But within the celebratory sounds, a deeper layer shimmered. “Vafarisi” is not just a party anthem; it’s a song woven with the memories of August 1, 2018, a date etched in the collective memory of Harare.

Six years ago, on that day, the city mourned the tragic loss of innocent lives during a shooting incident. Six people were fatally shot while dozens others sustained gunshot wounds after soldiers indiscriminately fired live ammunition to disperse protestors from central Harare following delays in announcement of the disputed presidential election results.

Protesters had attempted to besiege the election command centre, demanding the release of presidential election results after reports of vote rigging.

“Tiri vafarisi, chedu kufara, musatiridzire mabara,” roughly translates to “We’re just party-goers, let’s celebrate, there’s no need for bullets.” This poignant chorus from Winky D’s “Vafarisi” (off his album Eureka Eureka) encapsulates the pain and frustration of those seeking joy amidst political violence.

“Vamwe vofarisa vave kufayisa vakavhara chiso kunge Zobha, ndiani iyeye hapana amuziva?” that line is aptly directed to the infamous soldier, who was captured on camera brutally shooting at unarmed civilians whilst concealing his face with a balaclava mask.

Vafarisi sounds more like Gafa Party (Toi Toi), another song anchored on politics, protests and political violence. Both songs have interwoven themes — party vibes and political connotations. They both serve to save the youths from political smugness.
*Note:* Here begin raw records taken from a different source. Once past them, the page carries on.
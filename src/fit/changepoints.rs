//! Trend changepoint placement.
//!
//! Changepoints are placed deterministically at evenly spaced history rows
//! within the first [`CHANGEPOINT_RANGE`] of the history. Ridge shrinkage on
//! the hinge coefficients then decides which of them actually bend the trend.

/// Fraction of the history eligible for changepoints.
pub const CHANGEPOINT_RANGE: f64 = 0.8;

/// Changepoint locations (scaled time) for `n` requested changepoints.
///
/// `t` must be sorted ascending. Fewer than `n` locations are returned when the
/// eligible history is too short.
pub fn changepoint_grid(t: &[f64], n: usize) -> Vec<f64> {
    let hist_size = (t.len() as f64 * CHANGEPOINT_RANGE).floor() as usize;
    if n == 0 || hist_size < 2 {
        return Vec::new();
    }
    let n = n.min(hist_size - 1);

    let last = (hist_size - 1) as f64;
    let mut out: Vec<f64> = (1..=n)
        .map(|i| {
            let idx = (last * i as f64 / n as f64).round() as usize;
            t[idx]
        })
        .collect();
    out.dedup_by(|a, b| (*a - *b).abs() < 1e-12);
    out
}

#[cfg(test)]
mod tests {
    use super::*;

    fn linspace(n: usize) -> Vec<f64> {
        (0..n).map(|i| i as f64 / (n - 1) as f64).collect()
    }

    #[test]
    fn changepoints_stay_in_first_eighty_percent() {
        let t = linspace(101);
        let cps = changepoint_grid(&t, 25);
        assert_eq!(cps.len(), 25);
        assert!(cps.iter().all(|&c| c > 0.0 && c <= 0.8 + 1e-12));
        assert!(cps.windows(2).all(|w| w[0] < w[1]));
    }

    #[test]
    fn short_history_caps_changepoints() {
        let t = linspace(6);
        // floor(6 * 0.8) = 4 eligible rows -> at most 3 changepoints.
        assert_eq!(changepoint_grid(&t, 25).len(), 3);
        assert!(changepoint_grid(&t[..2], 25).is_empty());
    }

    #[test]
    fn zero_requested_gives_none() {
        assert!(changepoint_grid(&linspace(50), 0).is_empty());
    }
}
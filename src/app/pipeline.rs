//! Shared forecast pipeline logic.
//!
//! Keeping this in one place avoids duplicating the core workflow:
//! upload -> normalize -> forecast (fit + predict) -> compare
//!
//! The pipeline halts at the first error and never returns partial results;
//! presentation and exports happen in the caller once everything succeeded.

use crate::calendar::HolidayCalendar;
use crate::compare::compare_trailing_windows;
use crate::domain::{ComparisonResult, RunConfig};
use crate::error::PipelineError;
use crate::forecast::{AdditiveEngine, ForecastOutcome, forecast_series};
use crate::io::ingest::{IngestedSeries, NormalizeOptions, RawUpload, normalize};

/// All computed outputs of a single `tf forecast` run.
#[derive(Debug, Clone)]
pub struct RunOutput {
    pub ingest: IngestedSeries,
    pub calendar: HolidayCalendar,
    pub forecast: ForecastOutcome,
    pub comparison: ComparisonResult,
}

/// Read the configured input file and run the pipeline on it.
pub fn run_forecast(config: &RunConfig) -> Result<RunOutput, PipelineError> {
    check_window(config)?;
    let upload = RawUpload::from_path(&config.input, config.source)?;
    run_forecast_with_upload(config, &upload)
}

/// Run the pipeline on an upload already in memory.
///
/// `config.input` and `config.source` are ignored in favour of the upload.
pub fn run_forecast_with_upload(config: &RunConfig, upload: &RawUpload) -> Result<RunOutput, PipelineError> {
    check_window(config)?;

    // 1) Normalize the export.
    let ingest = normalize(
        upload,
        &NormalizeOptions {
            start_date: config.start_date,
        },
    )?;

    // 2) Fit and predict with the update calendar as holidays.
    let calendar = HolidayCalendar::google_updates(config.holiday_window);
    let forecast = forecast_series(&AdditiveEngine::default(), &ingest.series, &calendar, config.horizon_days)?;

    // 3) Compare the trailing windows of the forecast.
    let comparison = compare_trailing_windows(&forecast.series, config.window_days)?;

    Ok(RunOutput {
        ingest,
        calendar,
        forecast,
        comparison,
    })
}

fn check_window(config: &RunConfig) -> Result<(), PipelineError> {
    if config.window_days == 0 {
        return Err(PipelineError::InvalidWindow {
            window_days: config.window_days,
        });
    }
    Ok(())
}
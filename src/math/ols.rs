//! Least squares solvers.
//!
//! The additive model is linear in its coefficients once the changepoints and
//! Fourier orders are fixed, so every candidate configuration reduces to:
//!
//! ```text
//! minimize Σ (y_i - x_i^T β)^2 + Σ λ_j β_j^2
//! ```
//!
//! Implementation choices:
//! - The ridge term is added as `sqrt(λ_j)` pseudo-rows below the design matrix,
//!   so a single SVD solve handles both plain and penalized problems.
//! - SVD rather than QR: the design matrix is tall and hinge/holiday columns can
//!   be nearly collinear. (Nalgebra's `QR::solve` is intended for square systems
//!   and will panic for non-square matrices.)

use nalgebra::{DMatrix, DVector};

/// Solve a least squares problem using SVD.
///
/// Returns `None` if the system is too ill-conditioned to solve robustly.
pub fn solve_least_squares(x: &DMatrix<f64>, y: &DVector<f64>) -> Option<DVector<f64>> {
    let svd = x.clone().svd(true, true);

    // Try progressively looser tolerances if strict solve fails.
    for &tol in &[1e-10, 1e-8, 1e-6] {
        if let Ok(beta) = svd.solve(y, tol) {
            if beta.iter().all(|v| v.is_finite()) {
                return Some(beta);
            }
        }
    }

    None
}

/// Solve a ridge-penalized least squares problem.
///
/// `penalties[j]` is the L2 weight on `β_j`; zero leaves the coefficient free.
///
/// # Panics
/// Panics if `penalties.len() != x.ncols()`.
pub fn solve_ridge(x: &DMatrix<f64>, y: &DVector<f64>, penalties: &[f64]) -> Option<DVector<f64>> {
    assert_eq!(penalties.len(), x.ncols(), "one penalty per column");

    let penalized: Vec<(usize, f64)> = penalties
        .iter()
        .copied()
        .enumerate()
        .filter(|&(_, l)| l > 0.0)
        .collect();
    if penalized.is_empty() {
        return solve_least_squares(x, y);
    }

    let n = x.nrows();
    let p = x.ncols();
    let mut xa = DMatrix::<f64>::zeros(n + penalized.len(), p);
    xa.view_mut((0, 0), (n, p)).copy_from(x);
    for (row, &(col, lambda)) in penalized.iter().enumerate() {
        xa[(n + row, col)] = lambda.sqrt();
    }

    let mut ya = DVector::<f64>::zeros(n + penalized.len());
    ya.rows_mut(0, n).copy_from(y);

    solve_least_squares(&xa, &ya)
}

#[cfg(test)]
mod tests {
    use super::*;

    #[test]
    fn least_squares_solves_simple_system() {
        // Fit y = 2 + 3x on x = [0,1,2]
        let x = DMatrix::from_row_slice(3, 2, &[1.0, 0.0, 1.0, 1.0, 1.0, 2.0]);
        let y = DVector::from_row_slice(&[2.0, 5.0, 8.0]);

        let beta = solve_least_squares(&x, &y).unwrap();
        assert!((beta[0] - 2.0).abs() < 1e-10);
        assert!((beta[1] - 3.0).abs() < 1e-10);
    }

    #[test]
    fn ridge_with_zero_penalty_matches_ols() {
        let x = DMatrix::from_row_slice(3, 2, &[1.0, 0.0, 1.0, 1.0, 1.0, 2.0]);
        let y = DVector::from_row_slice(&[2.0, 5.0, 8.0]);
        let beta = solve_ridge(&x, &y, &[0.0, 0.0]).unwrap();
        assert!((beta[1] - 3.0).abs() < 1e-10);
    }

    #[test]
    fn ridge_shrinks_penalized_coefficient() {
        let x = DMatrix::from_row_slice(3, 2, &[1.0, 0.0, 1.0, 1.0, 1.0, 2.0]);
        let y = DVector::from_row_slice(&[2.0, 5.0, 8.0]);
        let beta = solve_ridge(&x, &y, &[0.0, 10.0]).unwrap();
        assert!(beta[1] < 3.0 && beta[1] > 0.0, "slope={}", beta[1]);
    }

    #[test]
    fn ridge_handles_underdetermined_system() {
        // Two rows, three columns: only solvable thanks to the penalty rows.
        let x = DMatrix::from_row_slice(2, 3, &[1.0, 0.0, 1.0, 1.0, 1.0, 0.0]);
        let y = DVector::from_row_slice(&[1.0, 2.0]);
        let beta = solve_ridge(&x, &y, &[0.0, 1.0, 1.0]).unwrap();
        assert!(beta.iter().all(|v| v.is_finite()));
    }
}
//! Domain types used throughout the pipeline.
//!
//! This module defines:
//!
//! - input selectors (`SourceKind`, `Locale`)
//! - the canonical traffic series (`CanonicalSeries`)
//! - forecast and comparison outputs (`ForecastSeries`, `ComparisonResult`)

pub mod types;

pub use types::*;
use std::process::ExitCode;

fn main() -> ExitCode {
    match traffic_forecast::app::run() {
        Ok(()) => ExitCode::SUCCESS,
        Err(err) => {
            eprintln!("{err}");
            ExitCode::from(err.exit_code())
        }
    }
}
//! Reporting: narrative text and the machine-readable run summary.

use chrono::NaiveDate;
use serde::Serialize;

use crate::calendar::{CALENDAR_VERSION, HolidayCalendar};
use crate::domain::{ComparisonResult, ModelDiagnostics, SourceKind};
use crate::forecast::ForecastOutcome;
use crate::io::ingest::{IngestedSeries, StartDateOrigin};

pub mod format;

pub use format::*;

/// JSON summary of one forecast run (`--json PATH`).
#[derive(Debug, Clone, Serialize)]
pub struct RunSummary {
    pub source: SourceKind,
    pub start_date: Option<NaiveDate>,
    pub start_date_origin: Option<&'static str>,
    pub rows_read: usize,
    pub rows_used: usize,
    pub rows_dropped: usize,
    pub history_start: Option<NaiveDate>,
    pub history_end: Option<NaiveDate>,
    pub forecast_end: Option<NaiveDate>,
    pub calendar_version: &'static str,
    pub holiday_days_before: u32,
    pub holiday_days_after: u32,
    pub model: ModelDiagnostics,
    pub comparison: ComparisonResult,
}

impl RunSummary {
    pub fn new(
        ingest: &IngestedSeries,
        calendar: &HolidayCalendar,
        forecast: &ForecastOutcome,
        comparison: &ComparisonResult,
    ) -> Self {
        let window = calendar.window();
        Self {
            source: ingest.source_kind,
            start_date: ingest.start_date.map(|(d, _)| d),
            start_date_origin: ingest.start_date.map(|(_, origin)| match origin {
                StartDateOrigin::Explicit => "explicit",
                StartDateOrigin::ExportHeader => "export_header",
            }),
            rows_read: ingest.rows_read,
            rows_used: ingest.rows_used,
            rows_dropped: ingest.dropped(),
            history_start: ingest.series.first_date(),
            history_end: ingest.series.last_date(),
            forecast_end: forecast.series.last_date(),
            calendar_version: CALENDAR_VERSION,
            holiday_days_before: window.days_before,
            holiday_days_after: window.days_after,
            model: forecast.diagnostics.clone(),
            comparison: *comparison,
        }
    }
}
//! Forecast adapter.
//!
//! The pipeline talks to a forecasting engine only through [`ForecastEngine`] /
//! [`FittedModel`], using the engine's row shapes:
//!
//! - history: `{ds, y}`
//! - holidays: `{holiday, ds, lower_window, upper_window}`
//! - predictions: `{ds, yhat, yhat_lower, yhat_upper, ...components}`
//!
//! [`forecast_series`] translates the canonical series and holiday calendar into
//! those shapes, requests the horizon, and translates the predictions back.

use chrono::NaiveDate;
use serde::{Deserialize, Serialize};

use crate::calendar::{EffectWindow, HolidayCalendar};
use crate::domain::{CanonicalSeries, ForecastPoint, ForecastSeries, ModelDiagnostics};
use crate::error::{ModelError, PipelineError};

pub mod additive;

pub use additive::{AdditiveEngine, AdditiveForecaster};

/// Fewest distinct dates an engine needs to fit a trend.
pub const MIN_DISTINCT_DATES: usize = 2;

#[derive(Debug, Clone, Copy, PartialEq, Serialize, Deserialize)]
pub struct HistoryRow {
    pub ds: NaiveDate,
    pub y: f64,
}

#[derive(Debug, Clone, PartialEq, Eq, Serialize, Deserialize)]
pub struct HolidayRow {
    pub holiday: String,
    pub ds: NaiveDate,
    /// Days before the event, as a non-positive offset.
    pub lower_window: i32,
    /// Days after the event.
    pub upper_window: i32,
}

impl HolidayRow {
    /// Effect window of the row; a positive `lower_window` or negative
    /// `upper_window` contributes no days.
    pub fn window(&self) -> EffectWindow {
        EffectWindow {
            days_before: self.lower_window.min(0).unsigned_abs(),
            days_after: self.upper_window.max(0).unsigned_abs(),
        }
    }
}

#[derive(Debug, Clone, Copy, PartialEq, Serialize, Deserialize)]
pub struct PredictionRow {
    pub ds: NaiveDate,
    pub yhat: f64,
    pub yhat_lower: f64,
    pub yhat_upper: f64,
    pub trend: f64,
    pub yearly: f64,
    pub weekly: f64,
    pub holidays: f64,
}

/// A forecasting capability that can be fitted on history plus holidays.
pub trait ForecastEngine {
    type Model: FittedModel;

    /// `history` is sorted ascending with unique dates.
    fn fit(&self, history: &[HistoryRow], holidays: &[HolidayRow]) -> Result<Self::Model, ModelError>;
}

/// A fitted model.
pub trait FittedModel {
    /// History dates followed by future dates, at the history's spacing, up to
    /// `horizon_days` days past the history end.
    fn make_future_dates(&self, horizon_days: u32) -> Vec<NaiveDate>;

    fn predict(&self, dates: &[NaiveDate]) -> Vec<PredictionRow>;

    fn diagnostics(&self) -> ModelDiagnostics;
}

/// Result of the adapter: the forecast plus what was fitted.
#[derive(Debug, Clone)]
pub struct ForecastOutcome {
    pub series: ForecastSeries,
    pub diagnostics: ModelDiagnostics,
}

pub fn to_history_rows(series: &CanonicalSeries) -> Vec<HistoryRow> {
    series
        .points()
        .iter()
        .map(|o| HistoryRow { ds: o.date, y: o.value })
        .collect()
}

pub fn to_holiday_rows(calendar: &HolidayCalendar) -> Vec<HolidayRow> {
    let window = calendar.window();
    let lower = -i32::try_from(window.days_before).unwrap_or(i32::MAX);
    let upper = i32::try_from(window.days_after).unwrap_or(i32::MAX);
    calendar
        .events()
        .iter()
        .map(|e| HolidayRow {
            holiday: e.name.to_string(),
            ds: e.date,
            lower_window: lower,
            upper_window: upper,
        })
        .collect()
}

fn from_prediction(row: PredictionRow) -> ForecastPoint {
    ForecastPoint {
        ds: row.ds,
        yhat: row.yhat,
        yhat_lower: row.yhat_lower,
        yhat_upper: row.yhat_upper,
        trend: row.trend,
        yearly: row.yearly,
        weekly: row.weekly,
        holidays: row.holidays,
    }
}

/// Fit `engine` on the series and predict through `horizon_days` past its end.
pub fn forecast_series<E: ForecastEngine>(
    engine: &E,
    series: &CanonicalSeries,
    calendar: &HolidayCalendar,
    horizon_days: u32,
) -> Result<ForecastOutcome, PipelineError> {
    let distinct_dates = series.distinct_dates();
    let Some(history_end) = series.last_date().filter(|_| distinct_dates >= MIN_DISTINCT_DATES) else {
        return Err(PipelineError::InsufficientData {
            distinct_dates,
            required: MIN_DISTINCT_DATES,
        });
    };

    if history_end
        .checked_add_signed(chrono::Duration::days(i64::from(horizon_days)))
        .is_none()
    {
        return Err(PipelineError::InvalidHorizon { horizon_days });
    }

    let history = to_history_rows(series);
    let holidays = to_holiday_rows(calendar);
    tracing::info!(
        rows = history.len(),
        holidays = holidays.len(),
        horizon_days,
        "fitting forecast model"
    );

    let model = engine.fit(&history, &holidays)?;
    let dates = model.make_future_dates(horizon_days);
    let points: Vec<ForecastPoint> = model.predict(&dates).into_iter().map(from_prediction).collect();
    if points.is_empty() {
        return Err(PipelineError::EmptyForecast);
    }

    let diagnostics = model.diagnostics();
    tracing::info!(model = %diagnostics.label, rmse = diagnostics.rmse, points = points.len(), "forecast ready");

    Ok(ForecastOutcome {
        series: ForecastSeries { points, history_end },
        diagnostics,
    })
}
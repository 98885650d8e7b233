//! Additive model implementation.
//!
//! Models are implemented as small, pure functions so that fitting/search code can
//! stay generic.

pub mod additive;

pub use additive::*;
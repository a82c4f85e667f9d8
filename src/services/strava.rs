// SPDX-License-Identifier: MIT
// Copyright 2026 Roland Dreier <roland@rolandd.dev>

//! Strava API client for the snapshot run.
//!
//! Handles:
//! - Refresh-token exchange for a short-lived access token
//! - Listing the athlete's most recent activities (single page)
//! - Rate limit and rejected-token detection in error messages

use crate::config::{Config, Credentials};
use crate::error::{Result, SnapshotError};
use crate::models::RawActivity;
use serde::Deserialize;

/// Short-lived bearer token; lives for a single run.
#[derive(Clone, PartialEq, Eq)]
pub struct AccessToken(String);

impl AccessToken {
    pub fn new(token: impl Into<String>) -> Self {
        Self(token.into())
    }

    pub fn as_str(&self) -> &str {
        &self.0
    }
}

impl std::fmt::Debug for AccessToken {
    fn fmt(&self, f: &mut std::fmt::Formatter<'_>) -> std::fmt::Result {
        f.write_str("AccessToken(<redacted>)")
    }
}

/// Strava API client.
#[derive(Clone)]
pub struct StravaClient {
    http: reqwest::Client,
    base_url: String,
    token_url: String,
    credentials: Credentials,
}

impl StravaClient {
    /// Create a client against explicit endpoints.
    pub fn with_urls(
        credentials: Credentials,
        base_url: impl Into<String>,
        token_url: impl Into<String>,
    ) -> Self {
        Self {
            http: reqwest::Client::new(),
            base_url: base_url.into(),
            token_url: token_url.into(),
            credentials,
        }
    }

    pub fn from_config(config: &Config) -> Self {
        Self::with_urls(
            config.credentials.clone(),
            config.api_base_url.clone(),
            config.token_url.clone(),
        )
    }

    /// Exchange the stored refresh token for an access token.
    ///
    /// POST https://www.strava.com/oauth/token
    pub async fn refresh_token(&self) -> Result<TokenRefreshResponse> {
        let body = serde_json::json!({
            "client_id": self.credentials.client_id,
            "client_secret": self.credentials.client_secret,
            "refresh_token": self.credentials.refresh_token,
            "grant_type": "refresh_token",
        });

        let response = self
            .http
            .post(&self.token_url)
            .json(&body)
            .send()
            .await
            .map_err(|e| {
                SnapshotError::Authorization(format!("Token refresh request failed: {}", e))
            })?;

        let tokens: TokenRefreshResponse =
            check_response_json(response, SnapshotError::Authorization).await?;

        if tokens
            .refresh_token
            .as_deref()
            .is_some_and(|t| t != self.credentials.refresh_token)
        {
            tracing::warn!("Strava rotated the refresh token; update STRAVA_REFRESH_TOKEN");
        }

        Ok(tokens)
    }

    /// List the athlete's activities, most recent first (first page only).
    ///
    /// GET https://www.strava.com/api/v3/athlete/activities?per_page={per_page}
    pub async fn list_activities(
        &self,
        access_token: &AccessToken,
        per_page: u32,
    ) -> Result<Vec<RawActivity>> {
        let url = format!("{}/athlete/activities", self.base_url);

        let response = self
            .http
            .get(&url)
            .bearer_auth(access_token.as_str())
            .query(&[("per_page", per_page.to_string())])
            .send()
            .await
            .map_err(|e| SnapshotError::Request(e.to_string()))?;

        check_response_json(response, SnapshotError::Request).await
    }
}

/// Check response status and parse the JSON body.
///
/// `fail` picks the error variant for the calling step.
async fn check_response_json<T: for<'de> Deserialize<'de>>(
    response: reqwest::Response,
    fail: fn(String) -> SnapshotError,
) -> Result<T> {
    if !response.status().is_success() {
        let status = response.status();
        let body = response.text().await.unwrap_or_default();

        // Rate limit - reported, never retried
        if status.as_u16() == 429 {
            tracing::warn!("Strava rate limit hit (429)");
            return Err(fail(SnapshotError::STRAVA_RATE_LIMIT.to_string()));
        }

        // Unauthorized - refresh token revoked or access token rejected
        if status.as_u16() == 401 {
            return Err(fail(format!(
                "{} (HTTP {}): {}",
                SnapshotError::STRAVA_TOKEN_ERROR,
                status,
                body
            )));
        }

        return Err(fail(format!("HTTP {}: {}", status, body)));
    }

    response
        .json()
        .await
        .map_err(|e| fail(format!("JSON parse error: {}", e)))
}

/// Token refresh response from Strava.
#[derive(Debug, Clone, Deserialize)]
pub struct TokenRefreshResponse {
    pub access_token: String,
    #[serde(default)]
    pub refresh_token: Option<String>,
    #[serde(default)]
    pub expires_at: Option<i64>,
}

impl TokenRefreshResponse {
    pub fn into_access_token(self) -> AccessToken {
        AccessToken(self.access_token)
    }
}
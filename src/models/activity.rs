// SPDX-License-Identifier: MIT
// Copyright 2026 Roland Dreier <roland@kernel.org>

//! Strava activity records: the untyped list entries and the fixed
//! projection written to the dashboard snapshot.
//!
//! Field values are carried through as received. Nothing is defaulted or
//! type-checked, so an activity with a missing or oddly shaped field still
//! lands in the snapshot with that field absent or unchanged.

use geo::LineString;
use serde::{Deserialize, Serialize};
use serde_json::{Map, Value};

/// Activity `type` kept in the snapshot.
pub const RUN_TYPE: &str = "Run";

/// Top-level fields copied from a raw activity, in output order.
pub const PROJECTED_FIELDS: [&str; 14] = [
    "id",
    "name",
    "distance",
    "moving_time",
    "elapsed_time",
    "total_elevation_gain",
    "start_date",
    "average_speed",
    "max_speed",
    "average_heartrate",
    "max_heartrate",
    "start_latlng",
    "end_latlng",
    "map",
];

const MAP_FIELD: &str = "map";
const POLYLINE_FIELD: &str = "summary_polyline";

/// One entry of `GET /athlete/activities`, schema owned by Strava.
#[derive(Debug, Clone, PartialEq, Serialize, Deserialize)]
#[serde(transparent)]
pub struct RawActivity(Map<String, Value>);

impl RawActivity {
    /// Look up a field by name.
    pub fn get(&self, field: &str) -> Option<&Value> {
        self.0.get(field)
    }

    /// Legacy activity category (`"Run"`, `"Ride"`, ...).
    pub fn activity_type(&self) -> Option<&str> {
        self.0.get("type").and_then(Value::as_str)
    }

    pub fn is_run(&self) -> bool {
        self.activity_type() == Some(RUN_TYPE)
    }
}

impl From<Map<String, Value>> for RawActivity {
    fn from(fields: Map<String, Value>) -> Self {
        Self(fields)
    }
}

/// Dashboard record derived from exactly one [`RawActivity`].
#[derive(Debug, Clone, PartialEq, Serialize, Deserialize)]
#[serde(transparent)]
pub struct FilteredActivity(Map<String, Value>);

impl FilteredActivity {
    /// Project a raw activity onto the fixed snapshot field list.
    pub fn project(raw: &RawActivity) -> Self {
        let mut fields = Map::new();

        for name in PROJECTED_FIELDS {
            if let Some(value) = raw.get(name) {
                fields.insert(name.to_string(), value.clone());
            }
        }

        Self(fields)
    }

    pub fn fields(&self) -> &Map<String, Value> {
        &self.0
    }

    pub fn get(&self, field: &str) -> Option<&Value> {
        self.0.get(field)
    }

    pub fn id(&self) -> Option<u64> {
        self.0.get("id").and_then(Value::as_u64)
    }

    pub fn name(&self) -> Option<&str> {
        self.0.get("name").and_then(Value::as_str)
    }

    /// Distance in meters.
    pub fn distance(&self) -> Option<f64> {
        self.number("distance")
    }

    /// Moving time in seconds.
    pub fn moving_time(&self) -> Option<f64> {
        self.number("moving_time")
    }

    /// Elevation gain in meters.
    pub fn total_elevation_gain(&self) -> Option<f64> {
        self.number("total_elevation_gain")
    }

    pub fn average_heartrate(&self) -> Option<f64> {
        self.number("average_heartrate")
    }

    /// Start time as sent by Strava (ISO 8601, UTC).
    pub fn start_date(&self) -> Option<&str> {
        self.0.get("start_date").and_then(Value::as_str)
    }

    pub fn summary_polyline(&self) -> Option<&str> {
        self.0
            .get(MAP_FIELD)
            .and_then(|map| map.get(POLYLINE_FIELD))
            .and_then(Value::as_str)
    }

    /// Distance formatted in kilometers, e.g. `"5.20"`.
    pub fn distance_km_display(&self) -> Option<String> {
        self.distance().map(|m| format!("{:.2}", m / 1000.0))
    }

    /// Moving time formatted as `m:ss`; minutes are not wrapped into hours.
    pub fn moving_time_display(&self) -> Option<String> {
        let secs = self.moving_time()?.max(0.0) as u64;
        Some(format!("{}:{:02}", secs / 60, secs % 60))
    }

    /// Decode the summary polyline (precision 5).
    ///
    /// Returns `None` when the activity has no route.
    pub fn route(&self) -> Option<Result<LineString<f64>, RouteError>> {
        let encoded = self.summary_polyline().filter(|p| !p.is_empty())?;
        Some(
            polyline::decode_polyline(encoded, 5)
                .map_err(|e| RouteError::Polyline(e.to_string())),
        )
    }

    fn number(&self, field: &str) -> Option<f64> {
        self.0.get(field).and_then(Value::as_f64)
    }
}

/// Keep running activities and project them, preserving input order.
pub fn filter_and_project(raw: &[RawActivity]) -> Vec<FilteredActivity> {
    raw.iter()
        .filter(|activity| activity.is_run())
        .map(FilteredActivity::project)
        .collect()
}

/// The document written to disk: `{ "activities": [...] }`.
#[derive(Debug, Clone, Default, PartialEq, Serialize, Deserialize)]
pub struct Snapshot {
    pub activities: Vec<FilteredActivity>,
}

/// Errors from route decoding.
#[derive(Debug, thiserror::Error)]
pub enum RouteError {
    #[error("Failed to decode polyline: {0}")]
    Polyline(String),
}
// SPDX-License-Identifier: MIT
// Copyright 2026 Roland Dreier <roland@rolandd.dev>

//! Services module - Strava access and the snapshot pipeline.

pub mod snapshot;
pub mod strava;

pub use snapshot::{SnapshotBuilder, SnapshotReport};
pub use strava::{AccessToken, StravaClient};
Zanu PF’s reaction was swift and vehement. Social media was flooded with accusations, branding the HICC show a “political rally” and Winky D himself a “politician”.

“Winky D is a politician!! This event (HICC show) was a political rally,” Zanu PF patriots posted on X (formerly Twitter). “We have no problem with Winky D the musician. This event (HICC show) was a political rally and not a music show.”

In an interview with our sister paper, Newsday Zanu Pf information director Farai Marapira said Winky D is abusing his artistic privileges to attack government.

“It is unfortunate that Winky D, an artiste relevant (sic) because of a decided Zanu PF policy in the early 2000s to uplift local art has taken the same gift handed to him to attack the benevolent hand,” Marapira said.

“As a political party we have a right to assess his actions and respond politically also, of course as always within the tenets of the law. Let it also be known that as his musical star wanes he has decided to delve into politics to hopefully get attention and more views on his ailing musical career. A mammoth party like Zanu PF is not really bothered by a miniscule actor such as him because everyone seeks relevance by speaking about the party.”

Winky D’s music might be seen as a rallying cry for discontent, a threat to the established order and Zanu PF’s grip on power.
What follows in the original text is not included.